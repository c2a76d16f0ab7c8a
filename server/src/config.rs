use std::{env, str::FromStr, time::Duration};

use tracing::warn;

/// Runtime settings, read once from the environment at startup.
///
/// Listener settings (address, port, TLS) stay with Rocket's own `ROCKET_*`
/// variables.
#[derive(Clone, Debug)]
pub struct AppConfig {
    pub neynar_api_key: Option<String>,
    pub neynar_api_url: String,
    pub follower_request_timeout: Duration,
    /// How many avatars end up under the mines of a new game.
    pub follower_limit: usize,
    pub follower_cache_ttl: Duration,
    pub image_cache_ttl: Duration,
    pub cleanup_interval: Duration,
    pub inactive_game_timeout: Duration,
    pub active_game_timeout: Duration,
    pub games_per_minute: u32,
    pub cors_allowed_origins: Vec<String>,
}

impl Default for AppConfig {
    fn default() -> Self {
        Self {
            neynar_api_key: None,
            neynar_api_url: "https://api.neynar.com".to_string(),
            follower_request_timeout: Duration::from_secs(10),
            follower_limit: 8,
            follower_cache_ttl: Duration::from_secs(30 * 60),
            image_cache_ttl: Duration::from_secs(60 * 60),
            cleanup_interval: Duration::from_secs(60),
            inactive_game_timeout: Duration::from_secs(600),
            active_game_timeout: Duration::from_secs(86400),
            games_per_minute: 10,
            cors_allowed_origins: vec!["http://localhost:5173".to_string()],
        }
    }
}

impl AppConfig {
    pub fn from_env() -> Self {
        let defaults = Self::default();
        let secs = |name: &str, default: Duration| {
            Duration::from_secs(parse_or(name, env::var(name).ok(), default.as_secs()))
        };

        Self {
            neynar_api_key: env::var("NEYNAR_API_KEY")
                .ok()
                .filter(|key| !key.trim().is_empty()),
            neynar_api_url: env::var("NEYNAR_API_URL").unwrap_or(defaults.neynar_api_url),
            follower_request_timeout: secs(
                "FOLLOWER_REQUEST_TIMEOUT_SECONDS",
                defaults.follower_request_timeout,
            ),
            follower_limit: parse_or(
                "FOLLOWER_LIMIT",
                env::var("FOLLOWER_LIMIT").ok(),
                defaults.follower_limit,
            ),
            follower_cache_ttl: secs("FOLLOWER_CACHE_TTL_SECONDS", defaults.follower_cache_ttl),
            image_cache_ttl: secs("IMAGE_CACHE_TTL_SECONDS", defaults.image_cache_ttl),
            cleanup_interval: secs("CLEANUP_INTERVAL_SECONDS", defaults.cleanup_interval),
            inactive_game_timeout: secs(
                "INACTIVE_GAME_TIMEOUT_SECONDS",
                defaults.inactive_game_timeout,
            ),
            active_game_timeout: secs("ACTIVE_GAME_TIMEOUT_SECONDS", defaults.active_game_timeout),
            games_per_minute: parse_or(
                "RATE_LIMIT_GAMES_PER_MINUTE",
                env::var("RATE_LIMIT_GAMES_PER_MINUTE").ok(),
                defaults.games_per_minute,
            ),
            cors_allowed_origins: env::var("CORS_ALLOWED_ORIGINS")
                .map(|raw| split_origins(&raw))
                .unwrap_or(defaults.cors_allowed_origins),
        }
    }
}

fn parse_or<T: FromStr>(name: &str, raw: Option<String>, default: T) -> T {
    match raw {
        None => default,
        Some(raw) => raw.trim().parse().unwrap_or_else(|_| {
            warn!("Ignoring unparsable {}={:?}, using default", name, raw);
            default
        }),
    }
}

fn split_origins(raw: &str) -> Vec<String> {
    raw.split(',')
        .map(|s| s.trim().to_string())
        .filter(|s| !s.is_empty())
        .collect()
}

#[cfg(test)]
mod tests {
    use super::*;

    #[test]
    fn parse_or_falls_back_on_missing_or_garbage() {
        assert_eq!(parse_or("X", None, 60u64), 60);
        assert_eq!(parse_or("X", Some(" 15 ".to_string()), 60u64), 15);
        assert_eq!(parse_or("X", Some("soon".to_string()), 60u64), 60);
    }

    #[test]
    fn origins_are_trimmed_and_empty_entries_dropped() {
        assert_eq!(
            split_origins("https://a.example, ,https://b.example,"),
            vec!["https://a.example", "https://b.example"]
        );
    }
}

* * *

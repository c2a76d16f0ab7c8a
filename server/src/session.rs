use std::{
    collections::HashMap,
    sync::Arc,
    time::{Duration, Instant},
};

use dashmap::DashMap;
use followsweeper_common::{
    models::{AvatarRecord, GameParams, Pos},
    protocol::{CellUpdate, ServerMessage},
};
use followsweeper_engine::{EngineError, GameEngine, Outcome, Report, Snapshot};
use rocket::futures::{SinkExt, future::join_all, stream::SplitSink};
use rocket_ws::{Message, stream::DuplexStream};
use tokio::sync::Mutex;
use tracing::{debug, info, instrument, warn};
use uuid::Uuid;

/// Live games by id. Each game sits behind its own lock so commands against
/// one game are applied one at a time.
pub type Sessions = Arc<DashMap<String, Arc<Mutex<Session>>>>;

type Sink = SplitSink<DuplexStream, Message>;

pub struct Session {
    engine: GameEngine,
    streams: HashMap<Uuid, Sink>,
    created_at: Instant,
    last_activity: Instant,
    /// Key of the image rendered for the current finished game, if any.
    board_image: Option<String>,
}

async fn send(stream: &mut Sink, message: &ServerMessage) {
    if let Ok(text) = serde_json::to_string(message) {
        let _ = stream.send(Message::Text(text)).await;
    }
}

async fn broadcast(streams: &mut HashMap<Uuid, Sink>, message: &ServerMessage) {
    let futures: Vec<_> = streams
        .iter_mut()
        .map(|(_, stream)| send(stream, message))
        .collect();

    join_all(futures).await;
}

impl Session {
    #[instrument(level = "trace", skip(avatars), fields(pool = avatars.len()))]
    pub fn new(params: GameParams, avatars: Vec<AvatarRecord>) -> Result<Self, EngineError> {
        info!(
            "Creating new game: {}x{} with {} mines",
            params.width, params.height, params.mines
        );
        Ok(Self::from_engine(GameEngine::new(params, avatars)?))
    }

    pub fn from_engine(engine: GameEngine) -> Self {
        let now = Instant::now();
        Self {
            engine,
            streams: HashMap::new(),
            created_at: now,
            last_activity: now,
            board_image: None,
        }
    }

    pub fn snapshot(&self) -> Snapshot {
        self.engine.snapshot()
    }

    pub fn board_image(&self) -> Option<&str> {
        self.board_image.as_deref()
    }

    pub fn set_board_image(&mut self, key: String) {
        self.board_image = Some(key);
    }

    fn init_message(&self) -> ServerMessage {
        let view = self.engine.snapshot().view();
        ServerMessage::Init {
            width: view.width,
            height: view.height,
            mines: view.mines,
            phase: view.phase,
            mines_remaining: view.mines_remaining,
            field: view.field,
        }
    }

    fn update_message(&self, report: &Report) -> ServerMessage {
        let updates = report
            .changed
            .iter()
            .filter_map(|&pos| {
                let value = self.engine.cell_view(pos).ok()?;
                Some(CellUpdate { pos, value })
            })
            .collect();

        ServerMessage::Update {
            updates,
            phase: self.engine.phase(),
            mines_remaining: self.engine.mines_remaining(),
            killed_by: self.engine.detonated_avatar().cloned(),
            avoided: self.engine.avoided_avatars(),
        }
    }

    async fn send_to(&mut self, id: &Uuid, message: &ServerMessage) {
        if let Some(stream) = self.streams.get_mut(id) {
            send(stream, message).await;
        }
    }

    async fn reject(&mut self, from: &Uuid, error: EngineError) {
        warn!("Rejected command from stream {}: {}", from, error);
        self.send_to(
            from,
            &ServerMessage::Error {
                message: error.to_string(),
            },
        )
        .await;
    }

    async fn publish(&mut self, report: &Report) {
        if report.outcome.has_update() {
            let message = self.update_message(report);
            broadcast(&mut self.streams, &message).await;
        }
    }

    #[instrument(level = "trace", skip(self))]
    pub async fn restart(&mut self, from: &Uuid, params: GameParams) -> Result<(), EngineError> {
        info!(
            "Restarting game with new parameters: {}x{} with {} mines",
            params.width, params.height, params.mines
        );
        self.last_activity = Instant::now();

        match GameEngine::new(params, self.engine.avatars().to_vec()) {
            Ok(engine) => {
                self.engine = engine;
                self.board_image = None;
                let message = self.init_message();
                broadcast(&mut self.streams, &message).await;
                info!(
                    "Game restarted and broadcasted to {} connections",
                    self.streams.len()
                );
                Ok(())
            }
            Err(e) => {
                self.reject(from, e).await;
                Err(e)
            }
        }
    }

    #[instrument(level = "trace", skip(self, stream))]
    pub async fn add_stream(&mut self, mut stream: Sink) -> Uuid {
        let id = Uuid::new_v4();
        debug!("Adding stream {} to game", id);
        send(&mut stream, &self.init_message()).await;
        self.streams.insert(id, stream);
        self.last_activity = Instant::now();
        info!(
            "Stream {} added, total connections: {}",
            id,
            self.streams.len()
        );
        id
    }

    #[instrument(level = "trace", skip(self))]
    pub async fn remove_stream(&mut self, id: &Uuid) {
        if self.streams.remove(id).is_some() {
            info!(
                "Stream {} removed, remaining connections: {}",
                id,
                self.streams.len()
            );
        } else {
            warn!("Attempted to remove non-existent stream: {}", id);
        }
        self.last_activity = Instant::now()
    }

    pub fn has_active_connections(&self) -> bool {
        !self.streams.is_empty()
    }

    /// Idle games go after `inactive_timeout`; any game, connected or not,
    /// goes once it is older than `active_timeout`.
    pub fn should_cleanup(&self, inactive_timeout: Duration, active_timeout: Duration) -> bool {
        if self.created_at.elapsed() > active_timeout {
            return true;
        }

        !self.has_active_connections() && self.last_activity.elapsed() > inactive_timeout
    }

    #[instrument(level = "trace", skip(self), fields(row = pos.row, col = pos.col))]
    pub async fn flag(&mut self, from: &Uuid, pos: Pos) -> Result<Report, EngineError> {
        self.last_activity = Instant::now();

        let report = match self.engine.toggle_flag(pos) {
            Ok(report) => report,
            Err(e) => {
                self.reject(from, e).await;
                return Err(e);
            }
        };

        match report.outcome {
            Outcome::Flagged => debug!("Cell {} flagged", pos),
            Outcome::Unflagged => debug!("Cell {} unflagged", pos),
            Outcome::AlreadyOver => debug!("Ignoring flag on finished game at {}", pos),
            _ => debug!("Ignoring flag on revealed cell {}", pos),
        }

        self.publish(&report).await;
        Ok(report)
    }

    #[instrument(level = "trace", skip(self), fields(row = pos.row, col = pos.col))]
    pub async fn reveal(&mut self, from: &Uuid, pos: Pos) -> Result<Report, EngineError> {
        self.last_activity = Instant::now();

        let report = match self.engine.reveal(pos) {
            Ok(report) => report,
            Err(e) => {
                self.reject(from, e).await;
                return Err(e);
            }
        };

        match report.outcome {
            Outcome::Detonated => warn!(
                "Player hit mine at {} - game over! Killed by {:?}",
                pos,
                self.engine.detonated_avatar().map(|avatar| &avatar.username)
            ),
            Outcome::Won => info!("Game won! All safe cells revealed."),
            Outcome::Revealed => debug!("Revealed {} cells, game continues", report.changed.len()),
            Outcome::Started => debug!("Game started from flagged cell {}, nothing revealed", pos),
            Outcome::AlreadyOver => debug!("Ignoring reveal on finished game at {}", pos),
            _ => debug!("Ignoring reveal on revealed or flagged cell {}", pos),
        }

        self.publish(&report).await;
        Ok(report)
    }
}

* * *

**TASK TO CARRY OUT:** Precisely the lines between those holding "filename server/src/session.rs" and "pub struct Session", inclusive, are to be reproduced from the listing above, with nothing added.

**FINISHED EXERCISE:**
filename server/src/session.rs
use std::{
    collections::HashMap,
    sync::Arc,
    time::{Duration, Instant},
};

use dashmap::DashMap;
use followsweeper_common::{
    models::{AvatarRecord, GameParams, Pos},
    protocol::{CellUpdate, ServerMessage},
};
use followsweeper_engine::{EngineError, GameEngine, Outcome, Report, Snapshot};
use rocket::futures::{SinkExt, future::join_all, stream::SplitSink};
use rocket_ws::{Message, stream::DuplexStream};
use tokio::sync::Mutex;
use tracing::{debug, info, instrument, warn};
use uuid::Uuid;

/// Live games by id. Each game sits behind its own lock so commands against
/// one game are applied one at a time.
pub type Sessions = Arc<DashMap<String, Arc<Mutex<Session>>>>;

type Sink = SplitSink<DuplexStream, Message>;

pub struct Session {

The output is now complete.